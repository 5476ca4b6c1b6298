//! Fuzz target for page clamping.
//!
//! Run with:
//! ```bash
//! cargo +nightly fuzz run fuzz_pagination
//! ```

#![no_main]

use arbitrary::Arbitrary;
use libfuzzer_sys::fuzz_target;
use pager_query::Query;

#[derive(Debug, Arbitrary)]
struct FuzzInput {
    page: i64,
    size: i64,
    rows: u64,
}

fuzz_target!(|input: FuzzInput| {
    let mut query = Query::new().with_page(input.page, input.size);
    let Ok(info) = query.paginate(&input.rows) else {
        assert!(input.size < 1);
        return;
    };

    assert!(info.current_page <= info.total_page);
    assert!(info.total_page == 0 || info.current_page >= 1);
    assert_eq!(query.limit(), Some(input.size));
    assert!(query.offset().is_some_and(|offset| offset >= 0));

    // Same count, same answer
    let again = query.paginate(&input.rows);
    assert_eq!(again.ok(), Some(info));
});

▶ **Exercise**
Your answer should be one number: how many lines in the material hold the string "paginate".

▶ **Written solution**
2